** Assignment **
Search the data for the string "bytes" and copy each line where it turns up.

*** Records for processing ***

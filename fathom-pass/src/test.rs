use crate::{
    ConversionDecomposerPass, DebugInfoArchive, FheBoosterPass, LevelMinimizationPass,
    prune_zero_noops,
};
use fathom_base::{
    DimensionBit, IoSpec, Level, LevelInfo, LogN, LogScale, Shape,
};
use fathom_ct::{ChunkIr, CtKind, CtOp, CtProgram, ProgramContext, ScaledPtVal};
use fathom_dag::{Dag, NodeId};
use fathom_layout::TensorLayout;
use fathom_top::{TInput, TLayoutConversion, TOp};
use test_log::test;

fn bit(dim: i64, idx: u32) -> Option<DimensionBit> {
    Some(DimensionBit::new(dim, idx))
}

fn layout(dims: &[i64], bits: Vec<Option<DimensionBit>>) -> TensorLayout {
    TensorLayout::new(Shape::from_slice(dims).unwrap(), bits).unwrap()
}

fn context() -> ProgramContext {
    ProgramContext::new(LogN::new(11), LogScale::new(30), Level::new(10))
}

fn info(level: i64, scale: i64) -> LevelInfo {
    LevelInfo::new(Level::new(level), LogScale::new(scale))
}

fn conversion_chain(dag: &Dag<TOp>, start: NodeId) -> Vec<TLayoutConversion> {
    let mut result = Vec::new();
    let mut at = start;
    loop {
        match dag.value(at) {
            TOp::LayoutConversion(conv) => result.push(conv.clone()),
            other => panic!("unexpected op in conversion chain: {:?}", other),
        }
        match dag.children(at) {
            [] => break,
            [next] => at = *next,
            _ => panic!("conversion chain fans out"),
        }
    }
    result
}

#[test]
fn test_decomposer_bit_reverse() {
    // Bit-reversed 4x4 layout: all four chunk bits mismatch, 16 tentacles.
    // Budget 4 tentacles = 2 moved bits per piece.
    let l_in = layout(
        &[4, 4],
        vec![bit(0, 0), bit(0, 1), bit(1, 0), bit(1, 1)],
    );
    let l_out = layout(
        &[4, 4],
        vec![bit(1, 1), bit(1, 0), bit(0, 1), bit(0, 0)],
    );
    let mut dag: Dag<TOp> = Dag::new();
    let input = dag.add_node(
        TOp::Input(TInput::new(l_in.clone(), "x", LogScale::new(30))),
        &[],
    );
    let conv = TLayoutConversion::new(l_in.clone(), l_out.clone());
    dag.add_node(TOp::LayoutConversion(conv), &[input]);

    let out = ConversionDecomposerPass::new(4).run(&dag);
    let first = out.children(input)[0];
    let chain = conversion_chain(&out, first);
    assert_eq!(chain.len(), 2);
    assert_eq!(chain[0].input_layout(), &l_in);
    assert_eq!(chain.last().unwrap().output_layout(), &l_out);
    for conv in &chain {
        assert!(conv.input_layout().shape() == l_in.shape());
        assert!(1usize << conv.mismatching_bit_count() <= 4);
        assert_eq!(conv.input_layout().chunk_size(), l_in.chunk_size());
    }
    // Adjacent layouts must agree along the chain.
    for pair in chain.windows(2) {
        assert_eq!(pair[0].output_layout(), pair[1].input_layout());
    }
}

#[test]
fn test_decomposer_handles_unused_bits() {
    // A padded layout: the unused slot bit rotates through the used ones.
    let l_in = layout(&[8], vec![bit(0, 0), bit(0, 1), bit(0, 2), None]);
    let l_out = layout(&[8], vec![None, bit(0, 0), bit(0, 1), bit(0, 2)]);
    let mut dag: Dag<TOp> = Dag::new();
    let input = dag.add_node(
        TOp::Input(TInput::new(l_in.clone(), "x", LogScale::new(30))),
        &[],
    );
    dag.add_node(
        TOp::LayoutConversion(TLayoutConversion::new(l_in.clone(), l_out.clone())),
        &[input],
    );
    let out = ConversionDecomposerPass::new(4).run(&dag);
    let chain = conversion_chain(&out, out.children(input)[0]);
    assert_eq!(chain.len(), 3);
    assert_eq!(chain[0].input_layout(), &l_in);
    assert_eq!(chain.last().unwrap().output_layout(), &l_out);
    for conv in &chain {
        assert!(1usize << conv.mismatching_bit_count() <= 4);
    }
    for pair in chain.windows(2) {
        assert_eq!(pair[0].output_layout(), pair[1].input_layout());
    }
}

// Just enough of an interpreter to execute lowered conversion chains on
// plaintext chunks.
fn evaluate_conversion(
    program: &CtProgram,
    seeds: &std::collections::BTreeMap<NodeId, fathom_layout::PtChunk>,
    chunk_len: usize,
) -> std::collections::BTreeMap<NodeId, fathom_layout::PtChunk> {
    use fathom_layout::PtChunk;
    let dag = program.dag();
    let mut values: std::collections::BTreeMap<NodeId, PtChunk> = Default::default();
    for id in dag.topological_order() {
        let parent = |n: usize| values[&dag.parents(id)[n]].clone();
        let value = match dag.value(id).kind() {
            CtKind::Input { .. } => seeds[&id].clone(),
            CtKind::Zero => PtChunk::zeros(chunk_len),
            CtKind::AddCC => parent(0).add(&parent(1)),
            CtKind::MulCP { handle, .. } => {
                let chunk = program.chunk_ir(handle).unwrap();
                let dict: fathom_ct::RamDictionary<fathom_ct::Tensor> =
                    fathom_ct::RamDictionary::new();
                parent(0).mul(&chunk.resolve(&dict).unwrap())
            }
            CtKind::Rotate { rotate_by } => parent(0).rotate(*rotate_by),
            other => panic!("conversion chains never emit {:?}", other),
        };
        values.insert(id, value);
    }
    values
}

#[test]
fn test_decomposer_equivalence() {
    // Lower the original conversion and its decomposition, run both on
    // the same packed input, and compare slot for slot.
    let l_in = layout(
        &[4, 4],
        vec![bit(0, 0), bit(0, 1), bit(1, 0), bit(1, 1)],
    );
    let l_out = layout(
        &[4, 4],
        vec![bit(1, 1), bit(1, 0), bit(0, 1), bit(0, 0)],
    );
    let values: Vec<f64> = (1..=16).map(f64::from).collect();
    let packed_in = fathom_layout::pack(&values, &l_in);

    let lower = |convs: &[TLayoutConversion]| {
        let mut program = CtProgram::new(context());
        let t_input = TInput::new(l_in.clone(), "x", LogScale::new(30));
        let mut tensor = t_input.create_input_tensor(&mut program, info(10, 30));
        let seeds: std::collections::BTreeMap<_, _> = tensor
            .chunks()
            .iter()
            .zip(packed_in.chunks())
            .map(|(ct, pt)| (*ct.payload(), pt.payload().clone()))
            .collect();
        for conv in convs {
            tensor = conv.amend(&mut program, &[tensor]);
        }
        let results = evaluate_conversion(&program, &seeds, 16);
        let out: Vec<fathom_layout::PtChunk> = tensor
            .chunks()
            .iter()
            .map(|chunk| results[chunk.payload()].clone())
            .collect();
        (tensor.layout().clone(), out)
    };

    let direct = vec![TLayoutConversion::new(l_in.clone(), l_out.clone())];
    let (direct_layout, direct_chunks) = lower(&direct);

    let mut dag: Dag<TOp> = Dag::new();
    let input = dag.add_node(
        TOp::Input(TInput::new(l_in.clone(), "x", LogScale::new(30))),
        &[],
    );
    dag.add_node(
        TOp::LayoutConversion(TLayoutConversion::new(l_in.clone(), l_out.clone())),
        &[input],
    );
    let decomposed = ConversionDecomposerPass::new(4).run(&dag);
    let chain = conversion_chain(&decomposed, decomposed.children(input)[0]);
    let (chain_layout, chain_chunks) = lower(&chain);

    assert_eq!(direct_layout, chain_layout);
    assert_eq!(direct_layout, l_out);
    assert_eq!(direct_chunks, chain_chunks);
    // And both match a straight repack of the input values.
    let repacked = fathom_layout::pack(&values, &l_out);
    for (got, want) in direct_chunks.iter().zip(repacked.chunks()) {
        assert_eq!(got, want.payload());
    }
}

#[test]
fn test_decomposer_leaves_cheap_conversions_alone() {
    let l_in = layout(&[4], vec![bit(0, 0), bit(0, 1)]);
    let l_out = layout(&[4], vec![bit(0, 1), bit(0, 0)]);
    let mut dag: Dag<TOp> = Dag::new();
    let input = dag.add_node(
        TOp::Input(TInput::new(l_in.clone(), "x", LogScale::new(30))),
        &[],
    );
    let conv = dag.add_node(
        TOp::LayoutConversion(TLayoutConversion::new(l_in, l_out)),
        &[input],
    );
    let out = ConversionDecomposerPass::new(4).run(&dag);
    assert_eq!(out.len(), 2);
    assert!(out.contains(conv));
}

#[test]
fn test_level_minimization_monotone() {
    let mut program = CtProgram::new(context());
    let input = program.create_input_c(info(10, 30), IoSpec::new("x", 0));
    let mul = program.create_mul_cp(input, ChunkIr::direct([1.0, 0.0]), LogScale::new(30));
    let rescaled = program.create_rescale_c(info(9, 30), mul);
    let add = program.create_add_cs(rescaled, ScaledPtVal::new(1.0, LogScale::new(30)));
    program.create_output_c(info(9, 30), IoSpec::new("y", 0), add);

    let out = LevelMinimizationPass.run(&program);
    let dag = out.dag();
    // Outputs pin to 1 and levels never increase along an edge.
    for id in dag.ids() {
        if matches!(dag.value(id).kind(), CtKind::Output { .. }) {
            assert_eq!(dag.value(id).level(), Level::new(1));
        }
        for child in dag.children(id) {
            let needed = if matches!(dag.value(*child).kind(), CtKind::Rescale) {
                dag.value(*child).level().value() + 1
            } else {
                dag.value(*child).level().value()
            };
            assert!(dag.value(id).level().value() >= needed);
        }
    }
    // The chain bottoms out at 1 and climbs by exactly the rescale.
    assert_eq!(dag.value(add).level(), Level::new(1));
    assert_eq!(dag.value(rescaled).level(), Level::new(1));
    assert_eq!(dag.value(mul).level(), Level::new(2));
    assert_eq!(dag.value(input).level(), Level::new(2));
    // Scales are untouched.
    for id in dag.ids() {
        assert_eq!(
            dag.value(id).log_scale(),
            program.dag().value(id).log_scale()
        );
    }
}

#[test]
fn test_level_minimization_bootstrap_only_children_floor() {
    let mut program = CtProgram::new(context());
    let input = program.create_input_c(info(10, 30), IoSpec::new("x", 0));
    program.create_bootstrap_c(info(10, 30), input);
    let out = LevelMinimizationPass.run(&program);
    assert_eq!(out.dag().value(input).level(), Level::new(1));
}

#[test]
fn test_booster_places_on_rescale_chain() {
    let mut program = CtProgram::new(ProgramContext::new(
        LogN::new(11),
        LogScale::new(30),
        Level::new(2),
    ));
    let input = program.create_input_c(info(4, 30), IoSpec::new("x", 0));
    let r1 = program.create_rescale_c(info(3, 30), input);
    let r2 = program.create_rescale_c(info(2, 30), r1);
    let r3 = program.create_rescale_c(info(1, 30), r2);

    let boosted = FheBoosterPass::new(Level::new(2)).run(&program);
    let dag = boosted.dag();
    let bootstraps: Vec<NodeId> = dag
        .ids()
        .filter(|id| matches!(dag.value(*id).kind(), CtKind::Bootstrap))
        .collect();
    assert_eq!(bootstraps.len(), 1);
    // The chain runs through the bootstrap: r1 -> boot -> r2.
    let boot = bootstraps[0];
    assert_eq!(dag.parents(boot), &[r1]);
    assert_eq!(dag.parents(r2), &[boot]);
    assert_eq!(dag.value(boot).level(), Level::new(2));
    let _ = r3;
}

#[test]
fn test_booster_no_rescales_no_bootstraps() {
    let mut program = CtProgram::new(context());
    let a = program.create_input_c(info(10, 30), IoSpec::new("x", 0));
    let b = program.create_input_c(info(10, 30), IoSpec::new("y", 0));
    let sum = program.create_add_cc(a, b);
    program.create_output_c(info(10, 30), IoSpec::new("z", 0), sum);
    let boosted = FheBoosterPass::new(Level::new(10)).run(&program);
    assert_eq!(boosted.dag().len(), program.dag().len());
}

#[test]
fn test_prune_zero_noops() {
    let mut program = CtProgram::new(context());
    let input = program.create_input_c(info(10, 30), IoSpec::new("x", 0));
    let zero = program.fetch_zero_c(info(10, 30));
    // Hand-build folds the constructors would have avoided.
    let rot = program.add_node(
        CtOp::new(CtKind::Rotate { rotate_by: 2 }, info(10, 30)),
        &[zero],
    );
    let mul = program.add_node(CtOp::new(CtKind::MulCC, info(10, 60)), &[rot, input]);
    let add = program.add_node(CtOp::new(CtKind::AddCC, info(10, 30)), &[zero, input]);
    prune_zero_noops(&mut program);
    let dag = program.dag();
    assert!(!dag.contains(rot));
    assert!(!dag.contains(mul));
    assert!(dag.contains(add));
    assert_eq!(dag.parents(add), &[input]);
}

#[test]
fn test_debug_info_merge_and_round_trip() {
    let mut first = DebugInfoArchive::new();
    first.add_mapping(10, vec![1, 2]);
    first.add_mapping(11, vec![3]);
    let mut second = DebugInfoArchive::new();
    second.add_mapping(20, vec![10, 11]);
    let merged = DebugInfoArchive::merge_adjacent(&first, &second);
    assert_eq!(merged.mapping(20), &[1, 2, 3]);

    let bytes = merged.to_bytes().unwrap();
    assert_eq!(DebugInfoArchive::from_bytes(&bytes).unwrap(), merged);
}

***
*** Records for processing ***

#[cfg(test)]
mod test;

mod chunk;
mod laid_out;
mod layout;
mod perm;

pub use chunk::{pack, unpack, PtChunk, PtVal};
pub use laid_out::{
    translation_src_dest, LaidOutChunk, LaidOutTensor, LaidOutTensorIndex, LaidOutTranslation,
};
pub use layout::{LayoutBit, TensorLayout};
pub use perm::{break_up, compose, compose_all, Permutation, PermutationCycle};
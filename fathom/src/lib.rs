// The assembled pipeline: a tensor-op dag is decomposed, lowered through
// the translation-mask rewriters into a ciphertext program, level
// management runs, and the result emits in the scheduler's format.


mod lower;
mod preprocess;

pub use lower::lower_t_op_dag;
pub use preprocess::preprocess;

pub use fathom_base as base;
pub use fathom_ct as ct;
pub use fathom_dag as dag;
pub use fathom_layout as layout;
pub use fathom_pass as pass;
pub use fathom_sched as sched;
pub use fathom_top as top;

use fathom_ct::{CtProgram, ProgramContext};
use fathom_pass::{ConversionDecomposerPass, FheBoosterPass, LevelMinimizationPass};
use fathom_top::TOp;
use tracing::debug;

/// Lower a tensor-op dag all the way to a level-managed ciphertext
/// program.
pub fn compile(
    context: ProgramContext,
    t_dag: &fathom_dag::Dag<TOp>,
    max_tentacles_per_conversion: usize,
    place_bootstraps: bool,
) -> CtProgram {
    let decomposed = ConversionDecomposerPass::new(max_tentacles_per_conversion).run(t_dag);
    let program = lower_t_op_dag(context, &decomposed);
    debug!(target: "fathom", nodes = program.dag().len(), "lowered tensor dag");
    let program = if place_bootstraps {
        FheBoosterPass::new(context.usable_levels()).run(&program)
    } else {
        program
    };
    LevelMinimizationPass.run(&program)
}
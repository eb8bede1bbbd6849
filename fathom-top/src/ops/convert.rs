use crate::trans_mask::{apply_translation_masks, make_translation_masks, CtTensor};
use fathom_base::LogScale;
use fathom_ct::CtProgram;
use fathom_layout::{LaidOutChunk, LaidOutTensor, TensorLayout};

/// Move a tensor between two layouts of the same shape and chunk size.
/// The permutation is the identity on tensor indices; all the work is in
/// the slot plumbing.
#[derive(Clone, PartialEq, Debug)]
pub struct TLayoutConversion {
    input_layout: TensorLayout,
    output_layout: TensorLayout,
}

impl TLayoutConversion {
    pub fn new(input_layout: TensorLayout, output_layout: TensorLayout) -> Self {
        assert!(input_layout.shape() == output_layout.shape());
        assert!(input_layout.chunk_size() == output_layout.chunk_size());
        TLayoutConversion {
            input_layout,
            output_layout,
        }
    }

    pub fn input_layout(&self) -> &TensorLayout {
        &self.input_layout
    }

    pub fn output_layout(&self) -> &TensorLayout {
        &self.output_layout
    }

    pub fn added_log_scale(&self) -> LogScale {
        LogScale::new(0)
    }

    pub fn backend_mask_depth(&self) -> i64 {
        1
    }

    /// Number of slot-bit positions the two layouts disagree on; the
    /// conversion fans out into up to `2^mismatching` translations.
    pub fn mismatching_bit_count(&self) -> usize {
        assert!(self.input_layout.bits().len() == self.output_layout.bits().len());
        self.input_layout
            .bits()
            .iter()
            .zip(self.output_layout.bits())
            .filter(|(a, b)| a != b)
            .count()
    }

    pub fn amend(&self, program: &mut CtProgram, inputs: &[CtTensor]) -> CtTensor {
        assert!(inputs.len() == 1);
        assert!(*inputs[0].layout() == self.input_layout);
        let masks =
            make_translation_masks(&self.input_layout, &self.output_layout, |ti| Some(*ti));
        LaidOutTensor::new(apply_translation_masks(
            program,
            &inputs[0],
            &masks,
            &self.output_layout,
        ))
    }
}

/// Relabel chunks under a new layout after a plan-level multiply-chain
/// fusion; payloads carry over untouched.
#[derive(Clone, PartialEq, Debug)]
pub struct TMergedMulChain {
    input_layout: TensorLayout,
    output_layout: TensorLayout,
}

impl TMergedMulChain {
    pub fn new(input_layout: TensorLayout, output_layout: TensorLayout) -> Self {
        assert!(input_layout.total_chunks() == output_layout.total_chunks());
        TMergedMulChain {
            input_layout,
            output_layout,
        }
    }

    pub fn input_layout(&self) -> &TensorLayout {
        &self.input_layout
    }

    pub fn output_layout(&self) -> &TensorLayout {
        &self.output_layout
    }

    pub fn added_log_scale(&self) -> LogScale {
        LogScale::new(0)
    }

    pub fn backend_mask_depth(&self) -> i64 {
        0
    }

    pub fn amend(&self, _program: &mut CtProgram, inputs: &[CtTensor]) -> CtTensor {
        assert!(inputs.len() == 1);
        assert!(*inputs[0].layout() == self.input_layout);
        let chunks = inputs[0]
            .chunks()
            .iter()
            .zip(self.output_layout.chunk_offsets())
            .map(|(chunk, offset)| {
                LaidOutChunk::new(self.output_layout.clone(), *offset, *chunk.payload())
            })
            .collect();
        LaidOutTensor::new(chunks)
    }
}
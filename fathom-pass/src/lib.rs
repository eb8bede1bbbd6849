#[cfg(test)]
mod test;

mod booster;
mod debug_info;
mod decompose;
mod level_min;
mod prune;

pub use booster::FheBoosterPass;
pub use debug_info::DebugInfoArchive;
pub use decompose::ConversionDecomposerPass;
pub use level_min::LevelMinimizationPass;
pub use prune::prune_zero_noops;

***
*** Records for processing ***

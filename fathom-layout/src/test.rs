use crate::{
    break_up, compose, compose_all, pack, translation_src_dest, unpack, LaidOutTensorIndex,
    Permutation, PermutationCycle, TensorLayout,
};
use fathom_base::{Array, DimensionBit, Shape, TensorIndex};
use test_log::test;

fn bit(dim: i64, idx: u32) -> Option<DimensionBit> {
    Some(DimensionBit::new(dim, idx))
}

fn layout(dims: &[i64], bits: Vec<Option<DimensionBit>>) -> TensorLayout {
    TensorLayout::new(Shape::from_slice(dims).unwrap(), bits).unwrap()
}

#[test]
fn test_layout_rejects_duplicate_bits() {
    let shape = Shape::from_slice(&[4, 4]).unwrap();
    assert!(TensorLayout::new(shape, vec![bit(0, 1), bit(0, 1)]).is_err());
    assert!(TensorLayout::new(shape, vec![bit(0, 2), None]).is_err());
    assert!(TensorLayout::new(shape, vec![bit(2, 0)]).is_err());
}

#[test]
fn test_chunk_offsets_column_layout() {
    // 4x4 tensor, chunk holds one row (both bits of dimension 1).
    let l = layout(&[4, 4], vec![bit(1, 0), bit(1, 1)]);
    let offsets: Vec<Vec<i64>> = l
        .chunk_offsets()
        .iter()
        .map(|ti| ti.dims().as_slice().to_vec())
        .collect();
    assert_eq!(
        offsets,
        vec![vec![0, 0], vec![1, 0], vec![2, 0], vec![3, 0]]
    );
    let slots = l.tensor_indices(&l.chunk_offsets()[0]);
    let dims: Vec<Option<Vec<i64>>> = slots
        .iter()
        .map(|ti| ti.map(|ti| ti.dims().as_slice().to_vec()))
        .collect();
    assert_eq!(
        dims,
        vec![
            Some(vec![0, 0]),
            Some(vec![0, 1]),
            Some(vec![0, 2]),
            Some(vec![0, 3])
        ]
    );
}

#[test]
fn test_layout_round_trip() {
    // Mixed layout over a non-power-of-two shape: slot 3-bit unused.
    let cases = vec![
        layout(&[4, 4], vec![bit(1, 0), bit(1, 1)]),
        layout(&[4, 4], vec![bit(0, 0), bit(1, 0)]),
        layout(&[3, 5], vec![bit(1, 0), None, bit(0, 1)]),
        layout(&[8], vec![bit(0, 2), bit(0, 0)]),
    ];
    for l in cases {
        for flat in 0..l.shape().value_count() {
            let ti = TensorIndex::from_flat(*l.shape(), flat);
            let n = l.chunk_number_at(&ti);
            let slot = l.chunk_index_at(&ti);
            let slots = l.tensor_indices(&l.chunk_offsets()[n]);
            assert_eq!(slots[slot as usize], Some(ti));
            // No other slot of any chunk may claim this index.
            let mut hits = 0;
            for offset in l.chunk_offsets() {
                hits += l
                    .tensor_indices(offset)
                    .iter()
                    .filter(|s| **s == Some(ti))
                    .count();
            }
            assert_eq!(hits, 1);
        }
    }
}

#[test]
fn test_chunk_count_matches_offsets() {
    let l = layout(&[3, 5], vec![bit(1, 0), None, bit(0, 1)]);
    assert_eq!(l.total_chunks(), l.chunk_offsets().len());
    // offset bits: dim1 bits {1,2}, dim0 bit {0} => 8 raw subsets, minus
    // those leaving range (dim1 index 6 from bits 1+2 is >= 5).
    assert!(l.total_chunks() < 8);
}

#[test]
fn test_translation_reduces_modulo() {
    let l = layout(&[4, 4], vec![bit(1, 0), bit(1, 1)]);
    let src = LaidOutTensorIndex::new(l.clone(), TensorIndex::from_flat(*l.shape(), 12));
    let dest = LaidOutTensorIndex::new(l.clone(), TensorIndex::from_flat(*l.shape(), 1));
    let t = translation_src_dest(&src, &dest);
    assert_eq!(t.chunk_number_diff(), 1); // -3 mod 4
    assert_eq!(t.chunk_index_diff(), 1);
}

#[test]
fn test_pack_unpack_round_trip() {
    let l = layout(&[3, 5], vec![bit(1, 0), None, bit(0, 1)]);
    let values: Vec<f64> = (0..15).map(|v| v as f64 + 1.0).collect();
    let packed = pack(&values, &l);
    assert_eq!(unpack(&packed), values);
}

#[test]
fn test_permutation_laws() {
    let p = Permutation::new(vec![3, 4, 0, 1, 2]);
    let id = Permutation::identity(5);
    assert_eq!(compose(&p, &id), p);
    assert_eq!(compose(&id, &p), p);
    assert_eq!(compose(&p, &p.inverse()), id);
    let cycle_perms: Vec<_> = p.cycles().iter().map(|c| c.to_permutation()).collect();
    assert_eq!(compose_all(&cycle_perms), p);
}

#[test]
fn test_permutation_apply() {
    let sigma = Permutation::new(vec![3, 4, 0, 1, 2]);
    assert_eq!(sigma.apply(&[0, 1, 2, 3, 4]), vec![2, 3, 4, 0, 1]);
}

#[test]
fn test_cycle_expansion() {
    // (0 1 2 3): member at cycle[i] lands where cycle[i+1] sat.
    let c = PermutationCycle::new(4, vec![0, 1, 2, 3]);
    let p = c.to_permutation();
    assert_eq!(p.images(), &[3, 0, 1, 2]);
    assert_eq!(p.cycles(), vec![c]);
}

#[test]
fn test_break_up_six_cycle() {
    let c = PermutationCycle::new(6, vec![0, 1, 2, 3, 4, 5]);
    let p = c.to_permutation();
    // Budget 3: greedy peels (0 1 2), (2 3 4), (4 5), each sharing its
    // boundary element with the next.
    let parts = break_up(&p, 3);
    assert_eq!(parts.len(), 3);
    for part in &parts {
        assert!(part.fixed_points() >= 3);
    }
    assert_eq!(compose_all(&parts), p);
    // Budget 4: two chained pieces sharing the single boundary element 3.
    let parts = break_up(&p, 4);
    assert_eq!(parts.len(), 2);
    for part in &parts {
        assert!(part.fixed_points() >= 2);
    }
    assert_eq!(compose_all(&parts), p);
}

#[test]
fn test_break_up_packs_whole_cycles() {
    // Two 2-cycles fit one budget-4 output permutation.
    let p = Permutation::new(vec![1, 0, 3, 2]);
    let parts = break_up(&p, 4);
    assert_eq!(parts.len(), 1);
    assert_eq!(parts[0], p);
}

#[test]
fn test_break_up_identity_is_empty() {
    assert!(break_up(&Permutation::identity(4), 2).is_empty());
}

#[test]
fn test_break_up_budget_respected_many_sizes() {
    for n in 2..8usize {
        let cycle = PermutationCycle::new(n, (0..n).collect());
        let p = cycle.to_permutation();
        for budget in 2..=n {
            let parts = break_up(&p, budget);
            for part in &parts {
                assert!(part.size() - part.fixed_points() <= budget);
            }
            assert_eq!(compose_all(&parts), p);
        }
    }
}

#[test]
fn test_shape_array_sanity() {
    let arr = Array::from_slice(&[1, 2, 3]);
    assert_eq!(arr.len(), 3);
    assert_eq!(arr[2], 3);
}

***

** Task output **
    let bytes = merged.to_bytes().unwrap();
    assert_eq!(DebugInfoArchive::from_bytes(&bytes).unwrap(), merged);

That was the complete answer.